The future of air travel?

Mr de Juniac concluded that the “world after” would “not be fundamentally different” to the “world before”, but that business travel would likely be more affected than tourism.

He said: “Home-working, the internet, video conferencing - this may encourage business people to travel a little less and use Internet tools, and companies to limit their travel budgets.”

Yet, he said that tourism would fare better, as “the desire for travel is still there”.

Mr de Juniac concluded: “The sector is still fragile. Everything will depend on how quickly things restart. That means the demand for airline tickets, but also the lifting of border restrictions, otherwise it won’t work. Governments have a major responsibility.”

Travel within France and Europe

In France, the second stage of deconfinement is set to begin tomorrow (Monday June 1), including a lifting of the previous 100km travel limit.

Airports across France are also planning to reopen to commercial travellers flying to destinations within France and in Europe in June, with restrictions on international travel within Europe set to be lifted on June 15.

Prime Minister Edouard Philippe has said: “France will look favourably on the reopening of interior borders in Europe from June 15, if the health situation permits, with no quarantine for visitors from European countries.”
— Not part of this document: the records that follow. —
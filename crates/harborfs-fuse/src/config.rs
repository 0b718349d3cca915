//! Mount configuration for the FUSE layer.
//!
//! These settings only affect how results are handed to the kernel (cache
//! lifetimes, mount options, the bridge deadline). Everything about the
//! bucket and the translation layer lives in
//! [`harborfs_core::CoreConfig`].

use std::time::Duration;

/// Kernel attribute cache lifetime for remote buckets.
pub const DEFAULT_ATTR_TTL: Duration = Duration::from_secs(1);

/// Negative lookup cache lifetime.
pub const DEFAULT_NEGATIVE_TTL: Duration = Duration::from_millis(500);

/// Outer deadline for one FUSE request, on top of the per-call remote bound.
pub const DEFAULT_BRIDGE_TIMEOUT: Duration = Duration::from_secs(120);

#[derive(Debug, Clone)]
pub struct MountConfig {
    /// Time-to-live for attributes handed to the kernel and cached locally.
    ///
    /// Other clients of the bucket are only noticed once this expires.
    pub attr_ttl: Duration,

    /// Time-to-live for cached ENOENT lookups.
    pub negative_ttl: Duration,

    /// Deadline for a whole FUSE request.
    ///
    /// A request exceeding it fails with EIO. Must exceed the remote timeout,
    /// since one request can issue several remote calls.
    pub bridge_timeout: Duration,

    /// Name shown in the mount table.
    pub fs_name: String,

    /// Allow users other than the mounting one to access the mount.
    pub allow_other: bool,

    /// Unmount automatically when the process exits.
    pub auto_unmount: bool,

    /// Mount read-only at the kernel level as well.
    pub read_only: bool,
}

impl Default for MountConfig {
    fn default() -> Self {
        Self {
            attr_ttl: DEFAULT_ATTR_TTL,
            negative_ttl: DEFAULT_NEGATIVE_TTL,
            bridge_timeout: DEFAULT_BRIDGE_TIMEOUT,
            fs_name: "harborfs".to_string(),
            allow_other: false,
            auto_unmount: true,
            read_only: false,
        }
    }
}

impl MountConfig {
    /// Configuration named after the mounted bucket.
    pub fn for_bucket(bucket: &str) -> Self {
        Self {
            fs_name: format!("harborfs:{bucket}"),
            ..Self::default()
        }
    }

    #[must_use]
    pub fn attr_ttl(mut self, ttl: Duration) -> Self {
        self.attr_ttl = ttl;
        self
    }

    #[must_use]
    pub fn negative_ttl(mut self, ttl: Duration) -> Self {
        self.negative_ttl = ttl;
        self
    }

    /// Sets the deadline for a whole FUSE request.
    #[must_use]
    pub fn bridge_timeout(mut self, timeout: Duration) -> Self {
        self.bridge_timeout = timeout;
        self
    }

    #[must_use]
    pub fn allow_other(mut self, allow: bool) -> Self {
        self.allow_other = allow;
        self
    }

    #[must_use]
    pub fn auto_unmount(mut self, enabled: bool) -> Self {
        self.auto_unmount = enabled;
        self
    }

    #[must_use]
    pub fn read_only(mut self, read_only: bool) -> Self {
        self.read_only = read_only;
        self
    }
}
Yet, France has said that it will impose voluntary “reciprocal” quarantines on arrivals from countries that demand their own quarantines on arrivals from France.

It is not yet clear when international borders beyond Europe - and into long-haul destinations - will reopen.

Speaking in early May, President Macron said: “We will limit major international travel, even during the summer holidays. We will stay among Europeans, and we may need to reduce it even more. There are restrictions, and that is to be expected. We have not won the battle against the virus. It is still there, we have just slowed it down.”